En este tercer día entonces, traigo el recuerdo de un salón de clases una mañana antes del cambio de milenio. Un salón vacío, con las filas de pupitres desalineadas pero nuevos. Lienzos que se llenaron pronto de todo lo que sale de la mente de un quinceañero. Recuerdo el marco de las ventanas de color gris, la puerta que no era más que barrotes del mismo color. y yo, en un descanso/recreo comiendo en el salón vacío. Yo tomando una gaseosa Pepsi y yo, con deliberada maldad, arrojando ese vaso medio lleno por la ventana con la esperanza de atinar a alguien. Lo logré. 

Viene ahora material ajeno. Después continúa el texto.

//! # Telemetry Module
//!
//! Runs capture cycles against a charge controller and hands out records.
//!
//! This module handles:
//! - One capture cycle: capture, guard, locate, verify, decode, build
//! - Opening and releasing the serial session around a single cycle
//! - Timestamped samples serialized as JSON lines for report formatters
//! - Repeated capture cycles (see `poller`)

pub mod poller;

use crate::config::Config;
use crate::error::Result;
use crate::serial::{CaptureSource, SerialSession, MIN_CAPTURE_BYTES};
use crate::vedirect::checksum::verify_frame;
use crate::vedirect::decoder::decode;
use crate::vedirect::locator::extract_frame;
use crate::vedirect::record::Record;
use chrono::{DateTime, Utc};
use serde::Serialize;
use tracing::{debug, warn};

pub use poller::{PollStats, Poller};

/// Per-cycle decoding options
#[derive(Debug, Clone, Copy, PartialEq, Eq)]
pub struct DecodeOptions {
    /// Reject blocks whose modulo-256 sum is not zero
    pub validate_checksum: bool,
    /// Shortest capture accepted for decoding
    pub min_capture_bytes: usize,
}

impl Default for DecodeOptions {
    fn default() -> Self {
        Self {
            validate_checksum: false,
            min_capture_bytes: MIN_CAPTURE_BYTES,
        }
    }
}

impl From<&Config> for DecodeOptions {
    fn from(config: &Config) -> Self {
        Self {
            validate_checksum: config.decoder.validate_checksum,
            min_capture_bytes: config.serial.min_capture_bytes,
        }
    }
}

/// Decode the latest complete block of a capture into a record
///
/// Pure and hardware free: the same bytes always give the same record.
///
/// # Errors
///
/// Returns a protocol error if no block can be located, or if checksum
/// validation is enabled and the block fails it
///
/// # Examples
///
/// ```
/// use vedirect_capture::telemetry::{decode_capture, DecodeOptions};
/// use vedirect_capture::vedirect::protocol::FieldCode;
///
/// let capture = b"\r\nPID\t0xA053\r\nV\t13210\r\nCS\t3\r\nChecksum\t\x00";
/// let record = decode_capture(capture, &DecodeOptions::default())?;
/// assert_eq!(record.quantity(FieldCode::BatteryVoltage), Some(13.21));
/// # Ok::<(), vedirect_capture::error::VeDirectError>(())
/// ```
pub fn decode_capture(bytes: &[u8], options: &DecodeOptions) -> Result<Record> {
    let frame = extract_frame(bytes)?;
    debug!(
        "Block at [{}..{}]: {}",
        frame.start,
        frame.end,
        String::from_utf8_lossy(frame.bytes).escape_debug()
    );

    if options.validate_checksum {
        verify_frame(&frame)?;
    }

    let decoded = decode(frame.bytes);
    if !decoded.unknown.is_empty() {
        debug!("Skipped {} unknown field(s)", decoded.unknown.len());
    }

    Ok(Record::from_decoded(&decoded))
}

/// Run one capture cycle against a capture source
///
/// # Errors
///
/// Returns a capture error if the source fails or delivers fewer than
/// `min_capture_bytes`, otherwise any error of `decode_capture`
pub async fn read_record<S>(source: &mut S, options: &DecodeOptions) -> Result<Record>
where
    S: CaptureSource + ?Sized,
{
    let capture = source.capture().await?;
    let bytes = capture.require(options.min_capture_bytes)?;
    decode_capture(bytes, options)
}

/// Open the configured device, run one capture cycle and close the device
///
/// The session is dropped before returning, on success and on every error.
pub async fn capture_once(config: &Config) -> Result<Sample> {
    let options = DecodeOptions::from(config);
    let mut session = SerialSession::open_with_config(&config.serial)?;

    let result = read_record(&mut session, &options).await;
    drop(session);

    match result {
        Ok(record) => Ok(Sample::new(&config.serial.port, record)),
        Err(e) => {
            warn!("Capture cycle on {} failed: {}", config.serial.port, e);
            Err(e)
        }
    }
}

/// One timestamped record, as emitted to report formatters
#[derive(Debug, Clone, Serialize)]
pub struct Sample {
    pub timestamp: DateTime<Utc>,
    pub device: String,
    pub record: Record,
}

impl Sample {
    /// Stamp a record with the current UTC time
    pub fn new(device: &str, record: Record) -> Self {
        Self {
            timestamp: Utc::now(),
            device: device.to_string(),
            record,
        }
    }

    /// Serialize as a single JSON line (no trailing newline)
    pub fn to_json_line(&self) -> Result<String> {
        Ok(serde_json::to_string(self)?)
    }
}

#[cfg(test)]
pub(crate) mod fixtures {
    use crate::vedirect::checksum::checksum_byte;

    /// A capture window as a controller produces it: the tail of one block,
    /// one whole sealed block, and the head of the next
    pub fn capture_window() -> Vec<u8> {
        let mut block = b"\r\nPID\t0xA053\r\nFW\t159\r\nSER#\tHQ2132QY2KR\r\nV\t13210\r\n\
I\t2400\r\nVPV\t35120\r\nPPV\t34\r\nCS\t3\r\nMPPT\t2\r\nOR\t0x00000000\r\nERR\t0\r\n\
LOAD\tON\r\nIL\t300\r\nH19\t1234\r\nH20\t12\r\nH21\t156\r\nH22\t10\r\nH23\t140\r\n\
HSDS\t42\r\nChecksum\t"
            .to_vec();
        block.push(checksum_byte(&block));

        let mut capture = b"H22\t9\r\nH23\t130\r\nHSDS\t41\r\nChecksum\t\x8A".to_vec();
        capture.extend_from_slice(&block);
        capture.extend_from_slice(b"\r\nPID\t0xA053\r\nFW\t15");
        capture
    }
}
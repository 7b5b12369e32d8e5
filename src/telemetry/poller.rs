//! Repeated capture cycles on a fixed interval
//!
//! Each iteration gets its own timeout. A failed or stalled cycle is logged
//! and counted; the loop keeps running until Ctrl+C (or whatever shutdown
//! future the caller passes) resolves.

use super::Sample;
use crate::config::Config;
use crate::error::Result;
use std::future::Future;
use std::time::Duration;
use tokio::time::{interval, timeout, MissedTickBehavior};
use tracing::{debug, info, warn};

/// Extra time an iteration gets on top of the serial timeout
pub const ITERATION_GRACE_MS: u64 = 1000;

/// Outcome counters of a polling run
#[derive(Debug, Clone, Copy, Default, PartialEq, Eq)]
pub struct PollStats {
    /// Cycles started, including one cut short by shutdown
    pub iterations: u64,
    pub succeeded: u64,
    pub failed: u64,
    pub timed_out: u64,
}

/// Drives capture cycles on an interval
#[derive(Debug, Clone)]
pub struct Poller {
    interval: Duration,
    iteration_timeout: Duration,
    max_iterations: Option<u64>,
}

impl Poller {
    /// Create a poller
    ///
    /// # Arguments
    ///
    /// * `interval` - Time between iteration starts (must be non-zero)
    /// * `iteration_timeout` - Upper bound on one iteration
    pub fn new(interval: Duration, iteration_timeout: Duration) -> Self {
        Self {
            interval,
            iteration_timeout,
            max_iterations: None,
        }
    }

    /// Poller for the `[poll]` and `[serial]` configuration sections
    pub fn from_config(config: &Config) -> Self {
        Self::new(
            Duration::from_millis(config.poll.interval_ms.max(1)),
            Duration::from_millis(config.serial.timeout_ms + ITERATION_GRACE_MS),
        )
    }

    /// Stop after `count` iterations
    pub fn with_max_iterations(mut self, count: u64) -> Self {
        self.max_iterations = Some(count);
        self
    }

    /// Run iterations until shutdown or the iteration limit
    ///
    /// The first iteration starts immediately. Missed ticks are delayed
    /// rather than burst, so a slow cycle never triggers back to back captures.
    pub async fn run<I, Fut, E, S>(&self, mut iteration: I, mut emit: E, shutdown: S) -> PollStats
    where
        I: FnMut() -> Fut,
        Fut: Future<Output = Result<Sample>>,
        E: FnMut(&Sample),
        S: Future<Output = ()>,
    {
        let mut stats = PollStats::default();
        let mut ticker = interval(self.interval);
        ticker.set_missed_tick_behavior(MissedTickBehavior::Delay);
        tokio::pin!(shutdown);

        info!("Polling every {} ms", self.interval.as_millis());

        loop {
            if self.max_iterations.is_some_and(|max| stats.iterations >= max) {
                debug!("Reached iteration limit");
                break;
            }

            tokio::select! {
                _ = ticker.tick() => {}
                _ = &mut shutdown => {
                    info!("Received shutdown, stopping poller");
                    break;
                }
            }

            stats.iterations += 1;

            // Shutdown also cancels a cycle in progress
            let outcome = tokio::select! {
                outcome = timeout(self.iteration_timeout, iteration()) => outcome,
                _ = &mut shutdown => {
                    info!("Received shutdown during capture cycle {}, stopping poller", stats.iterations);
                    break;
                }
            };

            match outcome {
                Ok(Ok(sample)) => {
                    stats.succeeded += 1;
                    emit(&sample);
                }
                Ok(Err(e)) => {
                    stats.failed += 1;
                    warn!("Capture cycle {} failed: {}", stats.iterations, e);
                }
                Err(_) => {
                    stats.timed_out += 1;
                    warn!(
                        "Capture cycle {} exceeded {} ms",
                        stats.iterations,
                        self.iteration_timeout.as_millis()
                    );
                }
            }
        }

        info!(
            "Polled {} cycles ({} ok, {} failed, {} timed out)",
            stats.iterations, stats.succeeded, stats.failed, stats.timed_out
        );
        stats
    }
}
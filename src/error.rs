//! # Error Types
//!
//! Custom error types for VE.Direct capture using `thiserror`.
//!
//! Capture and protocol failures abort a capture cycle. Unknown field codes and
//! unmapped enumeration values are not errors: the decoder logs them and the
//! normalizer substitutes a sentinel label.

use thiserror::Error;

/// Serial capture failures
#[derive(Debug, Error)]
pub enum CaptureError {
    /// Device could not be opened or configured
    #[error("failed to open {path}: {reason}")]
    Open { path: String, reason: String },

    /// Device exists but is not a serial terminal
    #[error("{0} is not a TTY device")]
    NotATty(String),

    /// No data arrived within the poll timeout
    #[error("no serial data within {0} ms")]
    Timeout(u64),

    /// Too few bytes to hold a complete block
    #[error("received {received} bytes, need at least {required}")]
    InsufficientData { received: usize, required: usize },

    /// Read on an open port failed
    #[error("serial read failed: {0}")]
    Read(#[source] std::io::Error),
}

/// Block synchronization failures
#[derive(Debug, Error, PartialEq, Eq)]
pub enum ProtocolError {
    /// Start or end marker missing from the capture
    #[error("no complete VE.Direct block in capture")]
    NoFrame,

    /// Start marker does not precede the end marker
    #[error("malformed block: start offset {start} not before end offset {end}")]
    Malformed { start: usize, end: usize },

    /// Opt-in checksum validation failed
    #[error("block checksum mismatch: byte sum is 0x{sum:02X}, expected 0x00")]
    ChecksumMismatch { sum: u8 },
}

/// Main error type for VE.Direct capture
#[derive(Debug, Error)]
pub enum VeDirectError {
    /// Serial capture errors
    #[error("capture error: {0}")]
    Capture(#[from] CaptureError),

    /// VE.Direct protocol errors
    #[error("VE.Direct protocol error: {0}")]
    Protocol(#[from] ProtocolError),

    /// Configuration errors
    #[error("Configuration error: {0}")]
    Config(#[from] toml::de::Error),

    /// I/O errors
    #[error("I/O error: {0}")]
    Io(#[from] std::io::Error),

    /// Record serialization errors
    #[error("JSON error: {0}")]
    Json(#[from] serde_json::Error),
}

/// Exit code for serial capture failures
pub const EXIT_CAPTURE_FAILURE: u8 = 255;

/// Exit code for captures without a usable block
pub const EXIT_PROTOCOL_FAILURE: u8 = 254;

/// Exit code for configuration and other failures
pub const EXIT_FAILURE: u8 = 253;

/// Highest exit code a successful capture may report
///
/// Success exits with the operational state code, so failure codes sit above
/// every state code a controller reports (0..=252).
pub const MAX_STATE_EXIT_CODE: u8 = 252;

impl VeDirectError {
    /// Process exit code for this failure
    pub fn exit_code(&self) -> u8 {
        match self {
            VeDirectError::Capture(_) => EXIT_CAPTURE_FAILURE,
            VeDirectError::Protocol(_) => EXIT_PROTOCOL_FAILURE,
            _ => EXIT_FAILURE,
        }
    }
}

/// Result type alias for VE.Direct capture
pub type Result<T> = std::result::Result<T, VeDirectError>;

#[cfg(test)]
mod tests {
    use super::*;

    #[test]
    fn test_exit_codes_distinguish_failure_kinds() {
        let capture: VeDirectError = CaptureError::Timeout(2000).into();
        let protocol: VeDirectError = ProtocolError::NoFrame.into();
        let io: VeDirectError = std::io::Error::new(std::io::ErrorKind::Other, "disk").into();

        assert_eq!(capture.exit_code(), 255);
        assert_eq!(protocol.exit_code(), 254);
        assert_eq!(io.exit_code(), 253);
    }

    #[test]
    fn test_failure_codes_above_state_codes() {
        for code in [EXIT_CAPTURE_FAILURE, EXIT_PROTOCOL_FAILURE, EXIT_FAILURE] {
            assert!(code > MAX_STATE_EXIT_CODE);
        }
    }

    #[test]
    fn test_error_messages() {
        let err = CaptureError::InsufficientData { received: 42, required: 100 };
        assert_eq!(err.to_string(), "received 42 bytes, need at least 100");

        let err = ProtocolError::ChecksumMismatch { sum: 0x1F };
        assert!(err.to_string().contains("0x1F"));

        let err: VeDirectError = CaptureError::NotATty("/tmp/file".to_string()).into();
        assert_eq!(err.to_string(), "capture error: /tmp/file is not a TTY device");
    }
}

Los siguientes segundos fueron de confusión. ¿Debería sentirme orgulloso por lo hecho? Evidentemente no, pero la persona que yo era hace tantos años no pensaba en esas cosas. Vivía, creo, en ese perpetuo presente de muchos adolescentes sin saber que iba a hacer mañana o al día siguiente. Entonces lo escuché antes de verlo. En frente mío, el uniforme blanco del colegio con una mancha oscura de la Coca Cola que no es. Y el miedo, lo recuerdo, el miedo más atroz ante unos ojos preparados para acabar con este mundo. Creo que es el primer recuerdo de esa sensación que tengo. Terror de enfrentar las consecuencias de mis actos. Lo que sigue es una acción de extrema piedad. El contrariado otro de pronto ve en mis ojos reflejado todo el odio que siente o le recuerdo a un amigo de la infancia o tiene una lucida epifanía sobre la acción que va a cometer y que lo va a llevar a la cárcel, quizá no tanto. El hecho es que en lugar de golpearme, como lo merezco, golpea al pupitre que está al lado mío. Luego sale y no lo vuelvo a ver. Me siento y no pienso más. es decir, sí pienso en eso pero solo pienso en eso. No hay nada más para mí ese día. La clase empieza y termina. Yo viajo en el bus recordando esos ojos y para mí eran la muerte. La muerte a la que nunca antes había mirado a los ojos recordándome que las acciones tienen reacciones. Las leyes de la termodinámica. Ese recuerdo vuelve a mí hoy, cuando miro al mundo con miedo o quizá no tanto. Cuando siento temor o quizá no mucho. Cuando pienso que mis acciones tienen más que consecuencias. 

PD: Como imagen un fotograma de El viaje de Chihiro o Spirited Away que este año cumplió 20. Larga vida a Miyazaki y a todo Ghibli.